Input data:

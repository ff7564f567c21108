//! Configuration loader
//!
//! Layers built-in defaults, an optional TOML file and `TRUSTCHAIN__*`
//! environment variables, then validates the result.

use std::path::{Path, PathBuf};

use base64::{engine::general_purpose::STANDARD, Engine as _};
use config::{Config, Environment, File};
use tracing::info;

use super::AppConfig;
use crate::error::TrustChainError;

const DEFAULT_CONFIG_FILE: &str = "trustchain";
const ENV_PREFIX: &str = "TRUSTCHAIN";

#[derive(Debug, Default)]
pub struct ConfigLoader {
    path: Option<PathBuf>,
}

impl ConfigLoader {
    pub fn new() -> Self {
        Self::default()
    }

    /// Use an explicit file instead of `./trustchain.toml`.
    pub fn with_file(mut self, path: Option<&Path>) -> Self {
        self.path = path.map(Path::to_path_buf);
        self
    }

    pub fn load(self) -> Result<AppConfig, TrustChainError> {
        let defaults = AppConfig::default();

        let mut builder = Config::builder()
            .set_default("database_url", defaults.database_url.clone())?
            .set_default("environment", defaults.environment.as_str())?
            .set_default("require_strong_signer", defaults.require_strong_signer)?
            .set_default("server_host", defaults.server_host.clone())?
            .set_default("server_port", i64::from(defaults.server_port))?;

        builder = match &self.path {
            Some(path) => {
                info!("Loading configuration from {:?}", path);
                builder.add_source(File::from(path.as_path()).required(true))
            }
            None => builder.add_source(File::with_name(DEFAULT_CONFIG_FILE).required(false)),
        };

        builder = builder.add_source(
            Environment::with_prefix(ENV_PREFIX)
                .prefix_separator("__")
                .separator("__")
                .try_parsing(true),
        );

        let config: AppConfig = builder.build()?.try_deserialize()?;
        config.validate()?;

        info!(
            "Configuration loaded (environment={}, strict={})",
            config.environment.as_str(),
            config.strict()
        );
        Ok(config)
    }
}

/// Resolve secret material given as a file path, inline PEM or base64.
///
/// An existing file wins; a value containing `BEGIN` is taken verbatim;
/// otherwise base64 is attempted before falling back to the raw bytes.
pub fn read_value_or_file(value: &str) -> Result<Vec<u8>, TrustChainError> {
    if value.is_empty() {
        return Err(TrustChainError::ConfigError("value is empty".to_string()));
    }

    let path = Path::new(value);
    if path.is_file() {
        return std::fs::read(path).map_err(|e| {
            TrustChainError::ConfigError(format!("Failed to read {:?}: {}", path, e))
        });
    }

    if value.contains("BEGIN") {
        return Ok(value.as_bytes().to_vec());
    }

    match STANDARD.decode(value.trim()) {
        Ok(decoded) if !decoded.is_empty() => Ok(decoded),
        _ => Ok(value.as_bytes().to_vec()),
    }
}

#[cfg(test)]
mod tests {
    use super::*;
    use std::io::Write;

    #[test]
    fn test_read_value_or_file_prefers_existing_file() {
        let mut file = tempfile::NamedTempFile::new().unwrap();
        write!(file, "from-file").unwrap();
        let value = read_value_or_file(file.path().to_str().unwrap()).unwrap();
        assert_eq!(value, b"from-file");
    }

    #[test]
    fn test_read_value_or_file_inline_pem_and_base64() {
        let pem = "-----BEGIN CERTIFICATE-----\nabc\n-----END CERTIFICATE-----";
        assert_eq!(read_value_or_file(pem).unwrap(), pem.as_bytes());

        assert_eq!(read_value_or_file("aGVsbG8=").unwrap(), b"hello");
        assert_eq!(read_value_or_file("not base64!").unwrap(), b"not base64!");
        assert!(read_value_or_file("").is_err());
    }

    #[test]
    fn test_load_from_file() {
        let mut file = tempfile::Builder::new().suffix(".toml").tempfile().unwrap();
        writeln!(
            file,
            r#"
database_url = "sqlite::memory:"
environment = "production"
server_port = 8088

[signing.proxy]
endpoint = "https://signer.internal"
bearer_token = "t0ken"

[multisig]
approval_binding = "proposal_id"
"#
        )
        .unwrap();

        let config = ConfigLoader::new()
            .with_file(Some(file.path()))
            .load()
            .unwrap();
        assert_eq!(config.server_port, 8088);
        assert!(config.strict());
        let proxy = config.signing.proxy.unwrap();
        assert_eq!(proxy.timeout_ms, super::super::DEFAULT_SIGNING_TIMEOUT_MS);
        assert_eq!(
            config.multisig.approval_binding,
            super::super::ApprovalBinding::ProposalId
        );
    }

    #[test]
    fn test_invalid_file_values_fail_validation() {
        let mut file = tempfile::Builder::new().suffix(".toml").tempfile().unwrap();
        writeln!(
            file,
            r#"
[signing.local]
algorithm = "dsa"
key = "secret"
"#
        )
        .unwrap();

        let result = ConfigLoader::new().with_file(Some(file.path())).load();
        assert!(matches!(result, Err(TrustChainError::ConfigError(_))));
    }
}
//! Audit Chain
//!
//! Tamper-evident record of every state-changing action: canonical payloads
//! linked by a running SHA-256 digest, signed through the resolved signing
//! backend, and verifiable offline with Merkle anchoring of verified ranges.

pub mod digest;
pub mod entry;
pub mod export;
pub mod logger;
pub mod merkle;
pub mod verify;

pub use entry::AuditEvent;
pub use export::{load_export, write_export};
pub use logger::{read_range, AuditLogger, EventRange};
pub use merkle::get_merkle_root;
pub use verify::{ChainAnchor, ChainVerifier, IssueCode, VerificationReport, VerifyOptions};
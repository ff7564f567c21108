//! Audit Logger
//!
//! Append path for the audit chain: canonicalize, digest against the current
//! head, sign, persist. Every step runs inside one transaction whose first
//! statement writes the chain lock row, so concurrent appenders queue before
//! reading the head hash and the chain cannot fork.

use chrono::{DateTime, Utc};
use sqlx::{Row, SqliteConnection, SqlitePool};
use tracing::{debug, info, warn};
use uuid::Uuid;

use crate::audit::digest;
use crate::audit::entry::AuditEvent;
use crate::canonical::canonicalize_json;
use crate::database::Database;
use crate::error::TrustChainError;
use crate::signing::ResolvedSigner;

const EVENT_COLUMNS: &str =
    "seq, id, event_type, payload, prev_hash, hash, signature, signer_id, created_at";

/// Audit logger writing to the `audit_events` table
#[derive(Clone)]
pub struct AuditLogger {
    db: Database,
    signer: ResolvedSigner,
}

impl AuditLogger {
    pub fn new(db: Database, signer: ResolvedSigner) -> Self {
        Self { db, signer }
    }

    pub fn signer(&self) -> &ResolvedSigner {
        &self.signer
    }

    pub fn database(&self) -> &Database {
        &self.db
    }

    /// Append one event as its own transaction.
    pub async fn append(
        &self,
        event_type: &str,
        payload: serde_json::Value,
    ) -> Result<AuditEvent, TrustChainError> {
        let mut tx = self.db.begin().await?;
        let event = self.append_in_tx(&mut tx, event_type, payload, None).await?;
        tx.commit().await?;
        Ok(event)
    }

    /// Append keyed by a caller-supplied token. A retry with the same key
    /// returns the event recorded the first time.
    pub async fn append_idempotent(
        &self,
        event_type: &str,
        payload: serde_json::Value,
        idempotency_key: &str,
    ) -> Result<AuditEvent, TrustChainError> {
        if idempotency_key.is_empty() {
            return Err(TrustChainError::InvalidPayload(
                "idempotency key must not be empty".to_string(),
            ));
        }
        let mut tx = self.db.begin().await?;
        let event = self
            .append_in_tx(&mut tx, event_type, payload, Some(idempotency_key))
            .await?;
        tx.commit().await?;
        Ok(event)
    }

    /// Append inside a caller's transaction so the event commits or rolls
    /// back together with the caller's own writes.
    ///
    /// On error nothing has been written that the caller should keep; in
    /// strict mode a signing failure is returned as an error so the caller
    /// drops the transaction.
    pub async fn append_in_tx(
        &self,
        conn: &mut SqliteConnection,
        event_type: &str,
        payload: serde_json::Value,
        idempotency_key: Option<&str>,
    ) -> Result<AuditEvent, TrustChainError> {
        if event_type.trim().is_empty() {
            return Err(TrustChainError::InvalidPayload(
                "event type must not be empty".to_string(),
            ));
        }
        let canonical = canonicalize_json(&payload)?;

        // Take the chain lock before reading the head.
        sqlx::query("UPDATE audit_chain_lock SET appends = appends WHERE id = 1")
            .execute(&mut *conn)
            .await?;

        if let Some(key) = idempotency_key {
            if let Some(existing) = find_by_idempotency_key(&mut *conn, key).await? {
                if existing.canonical_payload()? != canonical || existing.event_type != event_type {
                    return Err(TrustChainError::InvalidPayload(format!(
                        "idempotency key {} was already used for a different event",
                        key
                    )));
                }
                debug!("Idempotent replay of audit event {}", existing.id);
                return Ok(existing);
            }
        }

        let head = sqlx::query(&format!(
            "SELECT {} FROM audit_events ORDER BY seq DESC LIMIT 1",
            EVENT_COLUMNS
        ))
        .fetch_optional(&mut *conn)
        .await?
        .map(|row| AuditEvent::from_row(&row))
        .transpose()?;

        let prev_hash = head.as_ref().map(|h| h.hash.clone());
        let created_at = monotonic_now(head.as_ref().map(|h| h.created_at));

        let hash_bytes = digest::digest_bytes(&canonical, prev_hash.as_deref())?;
        let hash = hex::encode(hash_bytes);

        let signed = self.signer.sign_for_append(&hash_bytes).await?;
        let (signature, signer_id) = match signed {
            Some(s) => (Some(s.signature_b64), Some(s.kid)),
            None => (None, None),
        };

        let canonical_text = String::from_utf8(canonical).map_err(|e| {
            TrustChainError::InvalidPayload(format!("canonical payload is not UTF-8: {}", e))
        })?;

        let event = AuditEvent {
            id: Uuid::new_v4().to_string(),
            event_type: event_type.to_string(),
            payload,
            prev_hash,
            hash,
            signature,
            signer_id,
            created_at,
        };

        sqlx::query(
            r#"
            INSERT INTO audit_events
                (id, event_type, payload, prev_hash, hash, signature, signer_id, created_at, idempotency_key)
            VALUES (?, ?, ?, ?, ?, ?, ?, ?, ?)
            "#,
        )
        .bind(&event.id)
        .bind(&event.event_type)
        .bind(&canonical_text)
        .bind(&event.prev_hash)
        .bind(&event.hash)
        .bind(&event.signature)
        .bind(&event.signer_id)
        .bind(event.created_at)
        .bind(idempotency_key)
        .execute(&mut *conn)
        .await?;

        sqlx::query("UPDATE audit_chain_lock SET appends = appends + 1 WHERE id = 1")
            .execute(&mut *conn)
            .await?;

        if event.signature.is_none() {
            warn!("Audit event {} ({}) stored unsigned", event.id, event.event_type);
        }
        info!("Appended audit event: {}", event.summary());
        Ok(event)
    }

    /// Most recent event, if any.
    pub async fn head(&self) -> Result<Option<AuditEvent>, TrustChainError> {
        let row = sqlx::query(&format!(
            "SELECT {} FROM audit_events ORDER BY seq DESC LIMIT 1",
            EVENT_COLUMNS
        ))
        .fetch_optional(self.db.pool())
        .await?;
        row.map(|r| AuditEvent::from_row(&r)).transpose()
    }

    pub async fn get_event(&self, id: &str) -> Result<Option<AuditEvent>, TrustChainError> {
        let row = sqlx::query(&format!(
            "SELECT {} FROM audit_events WHERE id = ?",
            EVENT_COLUMNS
        ))
        .bind(id)
        .fetch_optional(self.db.pool())
        .await?;
        row.map(|r| AuditEvent::from_row(&r)).transpose()
    }

    pub async fn count(&self) -> Result<i64, TrustChainError> {
        let row = sqlx::query("SELECT COUNT(*) AS n FROM audit_events")
            .fetch_one(self.db.pool())
            .await?;
        Ok(row.try_get("n")?)
    }

    /// Events of one type, oldest first.
    pub async fn get_events_by_type(&self, event_type: &str) -> Result<Vec<AuditEvent>, TrustChainError> {
        let rows = sqlx::query(&format!(
            "SELECT {} FROM audit_events WHERE event_type = ? ORDER BY seq ASC",
            EVENT_COLUMNS
        ))
        .bind(event_type)
        .fetch_all(self.db.pool())
        .await?;
        rows.iter().map(AuditEvent::from_row).collect()
    }
}

/// Contiguous slice of the chain plus the hash it must link to.
#[derive(Debug, Clone)]
pub struct EventRange {
    /// Hash of the row just before the range; `None` when the range starts
    /// at genesis.
    pub anchor_hash: Option<String>,
    pub events: Vec<AuditEvent>,
}

/// Read events in append order, optionally after a given event id and
/// capped at `limit` rows.
pub async fn read_range(
    pool: &SqlitePool,
    start_after_id: Option<&str>,
    limit: Option<u32>,
) -> Result<EventRange, TrustChainError> {
    let (after_seq, anchor_hash) = match start_after_id {
        Some(id) => {
            let row = sqlx::query("SELECT seq, hash FROM audit_events WHERE id = ?")
                .bind(id)
                .fetch_optional(pool)
                .await?
                .ok_or_else(|| TrustChainError::NotFound(format!("audit event {}", id)))?;
            (row.try_get::<i64, _>("seq")?, Some(row.try_get::<String, _>("hash")?))
        }
        None => (0, None),
    };

    // SQLite treats a negative LIMIT as unbounded
    let limit = limit.map(i64::from).unwrap_or(-1);
    let rows = sqlx::query(&format!(
        "SELECT {} FROM audit_events WHERE seq > ? ORDER BY seq ASC LIMIT ?",
        EVENT_COLUMNS
    ))
    .bind(after_seq)
    .bind(limit)
    .fetch_all(pool)
    .await?;

    let events = rows
        .iter()
        .map(AuditEvent::from_row)
        .collect::<Result<Vec<_>, _>>()?;

    Ok(EventRange {
        anchor_hash,
        events,
    })
}

async fn find_by_idempotency_key(
    conn: &mut SqliteConnection,
    key: &str,
) -> Result<Option<AuditEvent>, TrustChainError> {
    let row = sqlx::query(&format!(
        "SELECT {} FROM audit_events WHERE idempotency_key = ?",
        EVENT_COLUMNS
    ))
    .bind(key)
    .fetch_optional(conn)
    .await?;
    row.map(|r| AuditEvent::from_row(&r)).transpose()
}

/// Wall-clock time, never earlier than the previous event.
fn monotonic_now(previous: Option<DateTime<Utc>>) -> DateTime<Utc> {
    let now = Utc::now();
    match previous {
        Some(prev) if prev > now => prev,
        _ => now,
    }
}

Goal of the exercise:
From the listing above, the lines starting with the one that has "against the current" and running through the one that has "commits or rolls" should be copied exactly, ends included.

Output for this task:
//! Append path for the audit chain: canonicalize, digest against the current
//! head, sign, persist. Every step runs inside one transaction whose first
//! statement writes the chain lock row, so concurrent appenders queue before
//! reading the head hash and the chain cannot fork.

use chrono::{DateTime, Utc};
use sqlx::{Row, SqliteConnection, SqlitePool};
use tracing::{debug, info, warn};
use uuid::Uuid;

use crate::audit::digest;
use crate::audit::entry::AuditEvent;
use crate::canonical::canonicalize_json;
use crate::database::Database;
use crate::error::TrustChainError;
use crate::signing::ResolvedSigner;

const EVENT_COLUMNS: &str =
    "seq, id, event_type, payload, prev_hash, hash, signature, signer_id, created_at";

/// Audit logger writing to the `audit_events` table
#[derive(Clone)]
pub struct AuditLogger {
    db: Database,
    signer: ResolvedSigner,
}

impl AuditLogger {
    pub fn new(db: Database, signer: ResolvedSigner) -> Self {
        Self { db, signer }
    }

    pub fn signer(&self) -> &ResolvedSigner {
        &self.signer
    }

    pub fn database(&self) -> &Database {
        &self.db
    }

    /// Append one event as its own transaction.
    pub async fn append(
        &self,
        event_type: &str,
        payload: serde_json::Value,
    ) -> Result<AuditEvent, TrustChainError> {
        let mut tx = self.db.begin().await?;
        let event = self.append_in_tx(&mut tx, event_type, payload, None).await?;
        tx.commit().await?;
        Ok(event)
    }

    /// Append keyed by a caller-supplied token. A retry with the same key
    /// returns the event recorded the first time.
    pub async fn append_idempotent(
        &self,
        event_type: &str,
        payload: serde_json::Value,
        idempotency_key: &str,
    ) -> Result<AuditEvent, TrustChainError> {
        if idempotency_key.is_empty() {
            return Err(TrustChainError::InvalidPayload(
                "idempotency key must not be empty".to_string(),
            ));
        }
        let mut tx = self.db.begin().await?;
        let event = self
            .append_in_tx(&mut tx, event_type, payload, Some(idempotency_key))
            .await?;
        tx.commit().await?;
        Ok(event)
    }

    /// Append inside a caller's transaction so the event commits or rolls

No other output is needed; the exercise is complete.